— Знаете, Люция, до сих пор я от вас не слышала никаких жалоб. И шептали вы что-то про себя, и вздыхали, и стонали, но ни разу вы не проклинали час своего появления на свет Божий, а теперь-то уж, когда все благополучно обошлось, это и вовсе ни к чему. Зачем, Люциночка, вам брать грех на душу, да к тому же один из самых тяжких! Ибо в нем заключено отчаяние ваше и сомнение в милосердии Божьем, и потому грех ваш будет тяжким вдвойне, ведь сам Господь Бог явил вам безграничное свое милосердие, ниспослав испытание, из которого вы вышли с честью и в полном здравии. Господь Бог вашу жертву принял и помог этому... этому несчастному юноше. Перст Божий указал вам путь, а вы живете в слепоте, если не видите, что перед вами открыты врата Царствия небесного, поскольку через чистилище вы уже прошли на земле. И потому, если бы вам удалось до конца жизни пребывать в святой чистоте и невинности, в любви только к Богу и ближнему, после вашей земной смерти вы присоединились бы прямо к Вечной Славе Господней... А нет на земле более чистой и угодной Богу жизни, чем в нашем монастыре сестер милосердия! Ибо мы возлюбили ближнего не только как самого себя, но даже больше, ночами не спим ради того, кто порой, а может, и вовсе этого не заслуживает!!! Но за мной — мир, надо мной — только Господь Бог, и так будет до той блаженной минуты, когда среди ангелов небесных я услышу наконец голос своего Небесного Суженого: «Приди ко Мне, невеста Моя! Приди ко Мне под венец!»

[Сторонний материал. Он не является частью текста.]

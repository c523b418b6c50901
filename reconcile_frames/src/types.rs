// Copyright 2026 the Reconcile Authors
// SPDX-License-Identifier: Apache-2.0 OR MIT

//! Handles, the cross-origin error, and the window graph capability trait.

use alloc::vec::Vec;

/// Identifier for a browsing context (window) in a page graph.
///
/// This is a small, copyable handle that stays stable across updates but
/// becomes invalid when the underlying slot is reused.
/// It consists of a slot index and a generation counter.
///
/// ## Semantics
///
/// - On insert, a fresh slot is allocated with generation `1`.
/// - On remove, the slot is freed; any existing `WindowId` that pointed to
///   that slot is now stale.
/// - On reuse of a freed slot, its generation is incremented, producing a
///   new, distinct `WindowId`.
///
/// Stale handles never alias a different live window because the generation
/// must match. Identity comparison of handles is the only trusted way to
/// match windows: names, URLs, and origins are attacker-controllable.
#[derive(Copy, Clone, Debug, Eq, PartialEq, Hash)]
pub struct WindowId(pub(crate) u32, pub(crate) u32);

impl WindowId {
    pub(crate) const fn new(idx: u32, generation: u32) -> Self {
        Self(idx, generation)
    }

    pub(crate) const fn idx(self) -> usize {
        self.0 as usize
    }

    pub(crate) const fn generation(self) -> u32 {
        self.1
    }
}

/// Identifier for a DOM element in a page graph.
///
/// Same slot/generation semantics as [`WindowId`].
#[derive(Copy, Clone, Debug, Eq, PartialEq, Hash)]
pub struct ElementId(pub(crate) u32, pub(crate) u32);

impl ElementId {
    pub(crate) const fn new(idx: u32, generation: u32) -> Self {
        Self(idx, generation)
    }

    pub(crate) const fn idx(self) -> usize {
        self.0 as usize
    }

    pub(crate) const fn generation(self) -> u32 {
        self.1
    }
}

/// Cross-origin access denial raised by window graph capabilities.
///
/// The browser throws when a script touches `parent`/`top` internals across
/// an origin boundary; graph implementations surface that as this error.
/// Consumers convert it into an empty result — it never crosses the public
/// boundary of the reconciliation module.
#[derive(thiserror::Error, Copy, Clone, Debug, Eq, PartialEq)]
#[error("cross-origin window access denied")]
pub struct AccessError;

/// Ambient window/element graph capability.
///
/// Minimal surface needed by the walker and the slot resolver: parent and
/// top hops (both fallible, since the browser can deny them), iframe
/// enumeration under an element, and the iframe-to-content-window link.
/// Implementable against a real browser bridge or the simulated
/// [`PageGraph`](crate::graph::PageGraph).
pub trait WindowGraph {
    /// Window handle type. Compared by identity only.
    type Window: Copy + Eq;
    /// Element handle type. Compared by identity only.
    type Element: Copy + Eq;

    /// Parent window of `win`.
    ///
    /// `Ok(None)` for a root, a detached window, or a stale handle;
    /// `Err` when cross-origin rules deny the access.
    fn parent_of(&self, win: Self::Window) -> Result<Option<Self::Window>, AccessError>;

    /// Top window of `win`'s browsing context tree.
    ///
    /// `Ok(None)` for a stale handle; `Err` when access is denied.
    fn top_of(&self, win: Self::Window) -> Result<Option<Self::Window>, AccessError>;

    /// Iframe elements nested anywhere under `element`, in document order.
    ///
    /// The element itself is not included.
    fn iframes_under(&self, element: Self::Element) -> Vec<Self::Element>;

    /// Content window of an iframe element, if it has one.
    fn content_window_of(&self, iframe: Self::Element) -> Option<Self::Window>;
}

Последние слова сестра Марта произнесла под стук массивных четок, снятых с пояса. Поцеловав отягощающее их латунное распятие, истинную их жемчужину, единственное мерило веры для аскетических сердец, она опустилась на колени перед окном, чтобы видеть только небо, и обратилась к Богу...
Моление сестры Марты производило весьма сильное впечатление не столько из-за ее зычного голоса, на который, прося смилостивиться, приходили больные из соседних палат, сколько благодаря редкой пылкости и отрешенности. Говорят, учредительница праздника Тела Господня, благословенная Юлиана, аббатиса монастыря в Монкорильоне, столь страстно молебствовала, что даже возносилась над землей. И если сестра Марта не снискала такой благодати, то, конечно, не по своей вине, в молитвах душа ее прямо-таки рвалась к престолу Господню, пребывая в заоблачных далях, но не на нашей бренной земле.
Молитвы сестра Марта читала на разные манеры, никогда не повторяясь. Она с упоением погружалась в аромат своих мистических роз[194]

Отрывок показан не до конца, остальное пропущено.